*The problem*.
In the entries below, find the line with "use crate::program::ProgramKind;" and print exactly every line from there up to and including the line with "assert!(config.validate().is_ok());", with no other lines.

Collected data:
= Beginning of Section =

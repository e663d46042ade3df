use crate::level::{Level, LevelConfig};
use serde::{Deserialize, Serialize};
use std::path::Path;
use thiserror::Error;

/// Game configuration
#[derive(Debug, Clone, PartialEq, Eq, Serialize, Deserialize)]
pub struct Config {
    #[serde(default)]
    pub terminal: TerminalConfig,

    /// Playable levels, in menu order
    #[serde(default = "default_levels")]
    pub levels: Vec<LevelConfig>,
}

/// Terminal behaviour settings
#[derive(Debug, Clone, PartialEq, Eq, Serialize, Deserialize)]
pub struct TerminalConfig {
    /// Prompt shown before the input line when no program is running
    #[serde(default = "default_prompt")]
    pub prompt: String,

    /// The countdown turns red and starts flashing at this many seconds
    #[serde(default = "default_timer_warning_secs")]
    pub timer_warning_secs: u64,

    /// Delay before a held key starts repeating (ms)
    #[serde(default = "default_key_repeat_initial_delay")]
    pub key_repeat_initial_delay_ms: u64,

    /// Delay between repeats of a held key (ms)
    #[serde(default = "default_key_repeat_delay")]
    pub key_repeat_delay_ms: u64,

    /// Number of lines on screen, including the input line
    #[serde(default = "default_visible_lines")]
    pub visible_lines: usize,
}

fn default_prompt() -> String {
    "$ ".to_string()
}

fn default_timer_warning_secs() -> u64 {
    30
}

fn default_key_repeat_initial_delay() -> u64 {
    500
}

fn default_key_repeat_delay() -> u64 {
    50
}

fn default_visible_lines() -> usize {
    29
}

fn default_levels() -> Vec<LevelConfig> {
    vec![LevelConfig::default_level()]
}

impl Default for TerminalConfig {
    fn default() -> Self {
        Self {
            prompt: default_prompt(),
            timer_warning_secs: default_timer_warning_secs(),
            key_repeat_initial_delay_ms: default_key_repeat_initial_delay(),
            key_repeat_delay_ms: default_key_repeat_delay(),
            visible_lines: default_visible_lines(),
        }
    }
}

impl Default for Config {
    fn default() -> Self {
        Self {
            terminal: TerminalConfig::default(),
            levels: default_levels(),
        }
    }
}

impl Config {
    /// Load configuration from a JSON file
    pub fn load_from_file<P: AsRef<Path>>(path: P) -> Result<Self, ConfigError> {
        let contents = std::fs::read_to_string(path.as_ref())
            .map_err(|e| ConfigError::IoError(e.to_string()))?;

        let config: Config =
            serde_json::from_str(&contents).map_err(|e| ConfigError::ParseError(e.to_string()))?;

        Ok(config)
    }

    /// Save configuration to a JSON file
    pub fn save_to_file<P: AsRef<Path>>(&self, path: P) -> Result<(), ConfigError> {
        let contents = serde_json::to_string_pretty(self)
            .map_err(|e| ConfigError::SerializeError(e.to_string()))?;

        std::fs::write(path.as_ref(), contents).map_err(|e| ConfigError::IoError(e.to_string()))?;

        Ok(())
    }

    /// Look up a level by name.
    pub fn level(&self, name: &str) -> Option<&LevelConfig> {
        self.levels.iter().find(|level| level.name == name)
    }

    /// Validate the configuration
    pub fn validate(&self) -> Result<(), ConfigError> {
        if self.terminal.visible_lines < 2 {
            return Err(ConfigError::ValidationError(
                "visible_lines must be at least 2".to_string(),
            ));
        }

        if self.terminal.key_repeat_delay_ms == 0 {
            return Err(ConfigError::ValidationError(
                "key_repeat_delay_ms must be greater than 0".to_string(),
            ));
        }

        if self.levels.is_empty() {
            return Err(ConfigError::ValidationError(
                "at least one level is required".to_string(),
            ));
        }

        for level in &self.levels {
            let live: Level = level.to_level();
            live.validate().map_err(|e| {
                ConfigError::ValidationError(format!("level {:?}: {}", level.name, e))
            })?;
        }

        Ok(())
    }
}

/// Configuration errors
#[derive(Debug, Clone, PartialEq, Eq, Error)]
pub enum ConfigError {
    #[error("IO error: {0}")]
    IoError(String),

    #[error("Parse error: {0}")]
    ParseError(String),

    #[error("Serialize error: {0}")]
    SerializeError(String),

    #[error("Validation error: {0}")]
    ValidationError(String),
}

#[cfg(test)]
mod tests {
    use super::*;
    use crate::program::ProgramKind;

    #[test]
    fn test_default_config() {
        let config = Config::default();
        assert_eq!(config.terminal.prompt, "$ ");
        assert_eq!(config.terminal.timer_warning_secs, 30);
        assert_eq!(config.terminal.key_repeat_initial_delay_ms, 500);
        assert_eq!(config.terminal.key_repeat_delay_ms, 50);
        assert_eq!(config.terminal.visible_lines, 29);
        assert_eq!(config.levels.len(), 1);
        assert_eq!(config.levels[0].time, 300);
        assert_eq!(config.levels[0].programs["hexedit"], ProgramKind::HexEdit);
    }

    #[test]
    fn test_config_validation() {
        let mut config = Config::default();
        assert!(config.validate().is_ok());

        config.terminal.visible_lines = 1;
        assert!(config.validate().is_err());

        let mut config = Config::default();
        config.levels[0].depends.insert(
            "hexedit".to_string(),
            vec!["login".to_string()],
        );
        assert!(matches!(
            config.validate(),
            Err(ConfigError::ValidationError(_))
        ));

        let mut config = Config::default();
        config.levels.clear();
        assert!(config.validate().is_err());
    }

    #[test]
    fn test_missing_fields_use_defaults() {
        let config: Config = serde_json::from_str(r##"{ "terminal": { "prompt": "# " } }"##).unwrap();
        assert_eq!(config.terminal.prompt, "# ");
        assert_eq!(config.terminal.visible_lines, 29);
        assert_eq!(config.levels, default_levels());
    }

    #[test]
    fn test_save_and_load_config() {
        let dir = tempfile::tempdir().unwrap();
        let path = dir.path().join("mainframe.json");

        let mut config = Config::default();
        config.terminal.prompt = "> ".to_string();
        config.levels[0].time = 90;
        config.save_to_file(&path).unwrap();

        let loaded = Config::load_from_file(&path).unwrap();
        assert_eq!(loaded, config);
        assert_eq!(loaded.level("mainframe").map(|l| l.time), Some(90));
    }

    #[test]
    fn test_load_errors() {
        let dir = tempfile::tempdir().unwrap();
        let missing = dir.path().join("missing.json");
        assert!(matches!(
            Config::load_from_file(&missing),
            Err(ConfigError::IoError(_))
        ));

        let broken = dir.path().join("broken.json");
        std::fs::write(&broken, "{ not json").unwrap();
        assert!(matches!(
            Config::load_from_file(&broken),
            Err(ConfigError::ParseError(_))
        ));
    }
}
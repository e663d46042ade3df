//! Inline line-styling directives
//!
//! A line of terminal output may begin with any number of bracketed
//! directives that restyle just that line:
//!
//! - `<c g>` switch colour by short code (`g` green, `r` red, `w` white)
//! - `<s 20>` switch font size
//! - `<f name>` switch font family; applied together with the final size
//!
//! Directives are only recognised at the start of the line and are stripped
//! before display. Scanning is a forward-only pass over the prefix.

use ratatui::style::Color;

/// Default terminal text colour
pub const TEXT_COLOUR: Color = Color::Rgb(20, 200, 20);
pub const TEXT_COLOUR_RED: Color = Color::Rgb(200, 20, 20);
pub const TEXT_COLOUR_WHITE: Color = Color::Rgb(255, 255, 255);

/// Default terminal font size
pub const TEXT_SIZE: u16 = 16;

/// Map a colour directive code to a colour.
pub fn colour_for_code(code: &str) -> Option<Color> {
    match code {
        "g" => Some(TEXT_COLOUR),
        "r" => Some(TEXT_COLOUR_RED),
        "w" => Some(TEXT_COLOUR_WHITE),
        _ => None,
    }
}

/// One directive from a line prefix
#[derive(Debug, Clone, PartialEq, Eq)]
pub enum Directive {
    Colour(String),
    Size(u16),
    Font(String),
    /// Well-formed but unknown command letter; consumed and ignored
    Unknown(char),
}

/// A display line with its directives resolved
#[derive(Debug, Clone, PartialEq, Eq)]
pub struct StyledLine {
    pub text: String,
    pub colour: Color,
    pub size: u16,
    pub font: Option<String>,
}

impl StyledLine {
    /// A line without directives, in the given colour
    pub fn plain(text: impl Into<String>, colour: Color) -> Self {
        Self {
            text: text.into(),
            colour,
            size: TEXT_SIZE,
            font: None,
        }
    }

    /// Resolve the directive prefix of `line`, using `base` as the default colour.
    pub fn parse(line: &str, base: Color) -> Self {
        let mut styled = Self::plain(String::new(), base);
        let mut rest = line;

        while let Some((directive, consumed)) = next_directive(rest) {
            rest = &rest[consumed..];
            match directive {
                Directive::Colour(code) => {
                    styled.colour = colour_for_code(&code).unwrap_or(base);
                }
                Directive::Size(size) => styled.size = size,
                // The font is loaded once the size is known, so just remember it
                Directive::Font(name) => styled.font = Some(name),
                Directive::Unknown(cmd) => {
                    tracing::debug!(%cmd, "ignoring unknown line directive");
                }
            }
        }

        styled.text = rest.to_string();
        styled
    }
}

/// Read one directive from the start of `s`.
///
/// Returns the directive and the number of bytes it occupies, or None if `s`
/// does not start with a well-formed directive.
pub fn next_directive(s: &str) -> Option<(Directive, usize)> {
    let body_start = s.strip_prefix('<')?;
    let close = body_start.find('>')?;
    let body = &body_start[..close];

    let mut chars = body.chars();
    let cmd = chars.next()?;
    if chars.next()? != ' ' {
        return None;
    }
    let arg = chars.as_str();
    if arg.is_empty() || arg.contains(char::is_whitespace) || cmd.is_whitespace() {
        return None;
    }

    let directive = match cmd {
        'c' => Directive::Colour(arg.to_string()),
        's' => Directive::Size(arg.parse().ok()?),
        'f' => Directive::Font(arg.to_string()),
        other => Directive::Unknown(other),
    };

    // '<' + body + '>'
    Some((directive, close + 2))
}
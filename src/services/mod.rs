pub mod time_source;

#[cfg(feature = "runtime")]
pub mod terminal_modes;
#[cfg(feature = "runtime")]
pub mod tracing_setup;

= End of Section =

*Problem solution*.
    use crate::program::ProgramKind;

    #[test]
    fn test_default_config() {
        let config = Config::default();
        assert_eq!(config.terminal.prompt, "$ ");
        assert_eq!(config.terminal.timer_warning_secs, 30);
        assert_eq!(config.terminal.key_repeat_initial_delay_ms, 500);
        assert_eq!(config.terminal.key_repeat_delay_ms, 50);
        assert_eq!(config.terminal.visible_lines, 29);
        assert_eq!(config.levels.len(), 1);
        assert_eq!(config.levels[0].time, 300);
        assert_eq!(config.levels[0].programs["hexedit"], ProgramKind::HexEdit);
    }

    #[test]
    fn test_config_validation() {
        let mut config = Config::default();
        assert!(config.validate().is_ok());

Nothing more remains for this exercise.